Data excerpts:
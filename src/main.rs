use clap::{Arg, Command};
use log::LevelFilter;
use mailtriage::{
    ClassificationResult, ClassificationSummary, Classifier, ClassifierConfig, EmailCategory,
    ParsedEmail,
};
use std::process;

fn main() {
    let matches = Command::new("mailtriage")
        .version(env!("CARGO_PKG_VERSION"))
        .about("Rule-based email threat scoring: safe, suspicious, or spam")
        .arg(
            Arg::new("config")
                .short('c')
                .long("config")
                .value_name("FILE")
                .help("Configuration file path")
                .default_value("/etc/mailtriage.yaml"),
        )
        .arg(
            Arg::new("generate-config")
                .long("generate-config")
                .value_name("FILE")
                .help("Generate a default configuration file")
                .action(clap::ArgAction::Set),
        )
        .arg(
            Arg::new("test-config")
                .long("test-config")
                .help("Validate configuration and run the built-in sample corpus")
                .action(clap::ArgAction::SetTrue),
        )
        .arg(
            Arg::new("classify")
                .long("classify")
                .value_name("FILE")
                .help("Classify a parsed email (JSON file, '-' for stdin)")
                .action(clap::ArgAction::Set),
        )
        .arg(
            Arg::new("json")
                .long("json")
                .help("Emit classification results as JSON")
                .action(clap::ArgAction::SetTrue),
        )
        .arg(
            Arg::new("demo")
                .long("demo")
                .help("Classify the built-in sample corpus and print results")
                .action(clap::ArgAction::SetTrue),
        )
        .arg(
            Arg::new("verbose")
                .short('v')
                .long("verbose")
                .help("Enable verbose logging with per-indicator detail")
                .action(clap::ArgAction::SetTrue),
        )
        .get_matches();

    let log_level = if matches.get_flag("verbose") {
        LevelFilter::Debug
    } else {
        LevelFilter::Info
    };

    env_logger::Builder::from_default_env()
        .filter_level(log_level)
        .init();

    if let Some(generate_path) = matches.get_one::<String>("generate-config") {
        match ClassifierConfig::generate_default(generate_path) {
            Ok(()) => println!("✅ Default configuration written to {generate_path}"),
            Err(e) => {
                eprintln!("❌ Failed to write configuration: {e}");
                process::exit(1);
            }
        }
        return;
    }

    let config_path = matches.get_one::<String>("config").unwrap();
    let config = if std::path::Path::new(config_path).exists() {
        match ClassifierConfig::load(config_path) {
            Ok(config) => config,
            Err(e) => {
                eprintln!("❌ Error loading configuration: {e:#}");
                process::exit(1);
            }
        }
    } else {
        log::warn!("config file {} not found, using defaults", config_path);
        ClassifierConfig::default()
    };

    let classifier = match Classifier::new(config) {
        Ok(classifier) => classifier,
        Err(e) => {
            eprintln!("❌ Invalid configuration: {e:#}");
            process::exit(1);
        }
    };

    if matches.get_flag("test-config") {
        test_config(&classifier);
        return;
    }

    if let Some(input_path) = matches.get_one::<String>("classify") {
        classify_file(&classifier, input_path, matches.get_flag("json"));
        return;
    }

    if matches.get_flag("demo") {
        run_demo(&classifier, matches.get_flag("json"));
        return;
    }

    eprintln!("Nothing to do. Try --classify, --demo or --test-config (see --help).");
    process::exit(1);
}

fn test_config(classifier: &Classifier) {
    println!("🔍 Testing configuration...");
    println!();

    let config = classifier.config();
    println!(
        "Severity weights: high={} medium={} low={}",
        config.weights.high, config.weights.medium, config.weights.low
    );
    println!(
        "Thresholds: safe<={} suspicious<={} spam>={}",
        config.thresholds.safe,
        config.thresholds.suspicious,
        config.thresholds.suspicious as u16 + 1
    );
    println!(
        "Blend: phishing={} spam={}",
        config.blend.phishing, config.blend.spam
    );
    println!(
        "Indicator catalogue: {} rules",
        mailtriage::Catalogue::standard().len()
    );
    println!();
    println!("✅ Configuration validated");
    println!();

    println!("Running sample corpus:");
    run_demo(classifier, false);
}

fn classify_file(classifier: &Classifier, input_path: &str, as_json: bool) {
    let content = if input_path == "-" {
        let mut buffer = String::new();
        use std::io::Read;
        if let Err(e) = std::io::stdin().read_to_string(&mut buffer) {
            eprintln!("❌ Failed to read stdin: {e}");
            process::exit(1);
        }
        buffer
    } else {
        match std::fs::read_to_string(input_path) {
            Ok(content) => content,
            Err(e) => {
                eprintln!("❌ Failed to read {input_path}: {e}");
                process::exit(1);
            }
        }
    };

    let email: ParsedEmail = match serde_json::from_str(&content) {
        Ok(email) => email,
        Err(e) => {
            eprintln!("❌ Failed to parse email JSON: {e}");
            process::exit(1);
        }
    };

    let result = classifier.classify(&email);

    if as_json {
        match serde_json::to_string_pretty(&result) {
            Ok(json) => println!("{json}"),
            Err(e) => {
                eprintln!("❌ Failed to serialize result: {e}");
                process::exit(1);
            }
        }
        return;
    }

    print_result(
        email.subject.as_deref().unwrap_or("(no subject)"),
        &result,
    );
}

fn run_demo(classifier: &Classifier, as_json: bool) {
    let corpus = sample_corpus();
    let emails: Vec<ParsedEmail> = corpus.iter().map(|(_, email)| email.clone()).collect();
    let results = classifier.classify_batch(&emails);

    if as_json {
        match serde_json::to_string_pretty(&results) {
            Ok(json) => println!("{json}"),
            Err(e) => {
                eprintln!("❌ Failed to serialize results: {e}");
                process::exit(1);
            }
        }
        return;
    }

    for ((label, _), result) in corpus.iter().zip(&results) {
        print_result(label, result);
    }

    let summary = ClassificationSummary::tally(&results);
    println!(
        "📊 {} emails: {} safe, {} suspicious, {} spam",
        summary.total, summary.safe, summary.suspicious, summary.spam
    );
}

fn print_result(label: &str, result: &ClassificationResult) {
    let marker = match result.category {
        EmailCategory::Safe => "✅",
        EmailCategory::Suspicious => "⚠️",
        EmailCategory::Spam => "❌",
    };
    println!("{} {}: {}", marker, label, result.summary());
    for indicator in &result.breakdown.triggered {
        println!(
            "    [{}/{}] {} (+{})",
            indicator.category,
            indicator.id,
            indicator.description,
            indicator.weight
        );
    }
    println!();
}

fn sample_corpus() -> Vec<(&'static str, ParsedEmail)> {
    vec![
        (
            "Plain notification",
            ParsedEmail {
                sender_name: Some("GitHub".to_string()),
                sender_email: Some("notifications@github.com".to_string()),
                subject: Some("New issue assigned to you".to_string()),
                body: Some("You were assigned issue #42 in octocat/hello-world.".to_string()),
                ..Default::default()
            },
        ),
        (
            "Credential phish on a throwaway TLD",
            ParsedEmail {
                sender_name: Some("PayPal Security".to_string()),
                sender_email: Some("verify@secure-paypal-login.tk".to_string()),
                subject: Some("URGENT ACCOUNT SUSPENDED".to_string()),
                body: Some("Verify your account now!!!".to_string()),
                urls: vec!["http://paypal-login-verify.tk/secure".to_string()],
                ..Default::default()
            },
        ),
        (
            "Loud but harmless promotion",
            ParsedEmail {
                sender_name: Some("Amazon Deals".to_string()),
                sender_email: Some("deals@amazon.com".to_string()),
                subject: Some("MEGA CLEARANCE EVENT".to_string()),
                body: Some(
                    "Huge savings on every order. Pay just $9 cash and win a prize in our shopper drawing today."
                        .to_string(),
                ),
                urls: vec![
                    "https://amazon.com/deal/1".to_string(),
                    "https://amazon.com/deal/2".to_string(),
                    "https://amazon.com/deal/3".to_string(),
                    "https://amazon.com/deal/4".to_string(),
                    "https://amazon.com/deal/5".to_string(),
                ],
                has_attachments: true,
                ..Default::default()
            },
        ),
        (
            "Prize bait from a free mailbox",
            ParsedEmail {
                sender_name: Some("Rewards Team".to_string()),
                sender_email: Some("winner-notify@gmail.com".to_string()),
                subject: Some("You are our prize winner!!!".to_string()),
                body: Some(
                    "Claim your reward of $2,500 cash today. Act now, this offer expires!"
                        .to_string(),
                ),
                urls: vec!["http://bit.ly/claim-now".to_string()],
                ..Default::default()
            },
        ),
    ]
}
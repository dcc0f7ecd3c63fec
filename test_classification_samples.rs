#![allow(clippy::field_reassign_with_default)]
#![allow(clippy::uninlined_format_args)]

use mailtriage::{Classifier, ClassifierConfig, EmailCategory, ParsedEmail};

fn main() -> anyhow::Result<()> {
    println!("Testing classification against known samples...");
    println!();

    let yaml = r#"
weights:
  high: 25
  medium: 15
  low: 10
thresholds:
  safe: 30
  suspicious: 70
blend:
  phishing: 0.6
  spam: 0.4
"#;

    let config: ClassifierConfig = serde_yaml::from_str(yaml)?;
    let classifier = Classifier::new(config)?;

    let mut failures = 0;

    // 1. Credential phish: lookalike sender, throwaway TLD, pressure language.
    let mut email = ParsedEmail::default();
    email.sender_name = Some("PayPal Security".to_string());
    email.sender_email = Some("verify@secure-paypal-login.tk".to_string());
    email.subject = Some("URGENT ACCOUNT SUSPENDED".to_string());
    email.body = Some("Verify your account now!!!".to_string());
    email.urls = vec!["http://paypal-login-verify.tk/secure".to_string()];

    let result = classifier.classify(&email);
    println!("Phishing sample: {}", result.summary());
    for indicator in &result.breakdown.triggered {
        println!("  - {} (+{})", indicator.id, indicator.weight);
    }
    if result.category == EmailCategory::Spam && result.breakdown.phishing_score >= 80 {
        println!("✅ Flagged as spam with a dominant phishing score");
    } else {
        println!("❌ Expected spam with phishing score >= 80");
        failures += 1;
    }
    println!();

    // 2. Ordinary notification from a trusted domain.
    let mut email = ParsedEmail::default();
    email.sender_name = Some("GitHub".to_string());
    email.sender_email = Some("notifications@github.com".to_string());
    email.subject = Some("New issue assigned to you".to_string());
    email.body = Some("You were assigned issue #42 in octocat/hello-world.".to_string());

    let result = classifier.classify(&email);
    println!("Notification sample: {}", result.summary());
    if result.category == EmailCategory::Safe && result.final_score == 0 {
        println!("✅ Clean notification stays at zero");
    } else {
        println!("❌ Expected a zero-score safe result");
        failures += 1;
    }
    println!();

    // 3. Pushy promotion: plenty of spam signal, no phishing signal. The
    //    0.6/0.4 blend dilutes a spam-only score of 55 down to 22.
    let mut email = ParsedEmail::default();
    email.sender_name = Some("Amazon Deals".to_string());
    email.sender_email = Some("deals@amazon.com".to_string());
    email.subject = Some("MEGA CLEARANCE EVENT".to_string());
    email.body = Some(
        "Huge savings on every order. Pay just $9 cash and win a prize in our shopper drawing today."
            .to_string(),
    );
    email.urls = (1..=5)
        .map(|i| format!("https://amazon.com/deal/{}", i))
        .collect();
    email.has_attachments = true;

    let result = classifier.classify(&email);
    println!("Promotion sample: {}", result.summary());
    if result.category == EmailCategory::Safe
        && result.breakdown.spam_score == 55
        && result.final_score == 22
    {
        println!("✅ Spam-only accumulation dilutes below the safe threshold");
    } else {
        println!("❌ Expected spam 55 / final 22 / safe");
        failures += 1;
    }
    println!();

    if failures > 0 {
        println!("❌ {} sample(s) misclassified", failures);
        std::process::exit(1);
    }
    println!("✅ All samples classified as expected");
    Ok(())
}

Problem:
Please report every line of the records above that contains the word "login".

Output for this exercise:
                sender_email: Some("verify@secure-paypal-login.tk".to_string()),
                urls: vec!["http://paypal-login-verify.tk/secure".to_string()],
    email.sender_email = Some("verify@secure-paypal-login.tk".to_string());
    email.urls = vec!["http://paypal-login-verify.tk/secure".to_string()];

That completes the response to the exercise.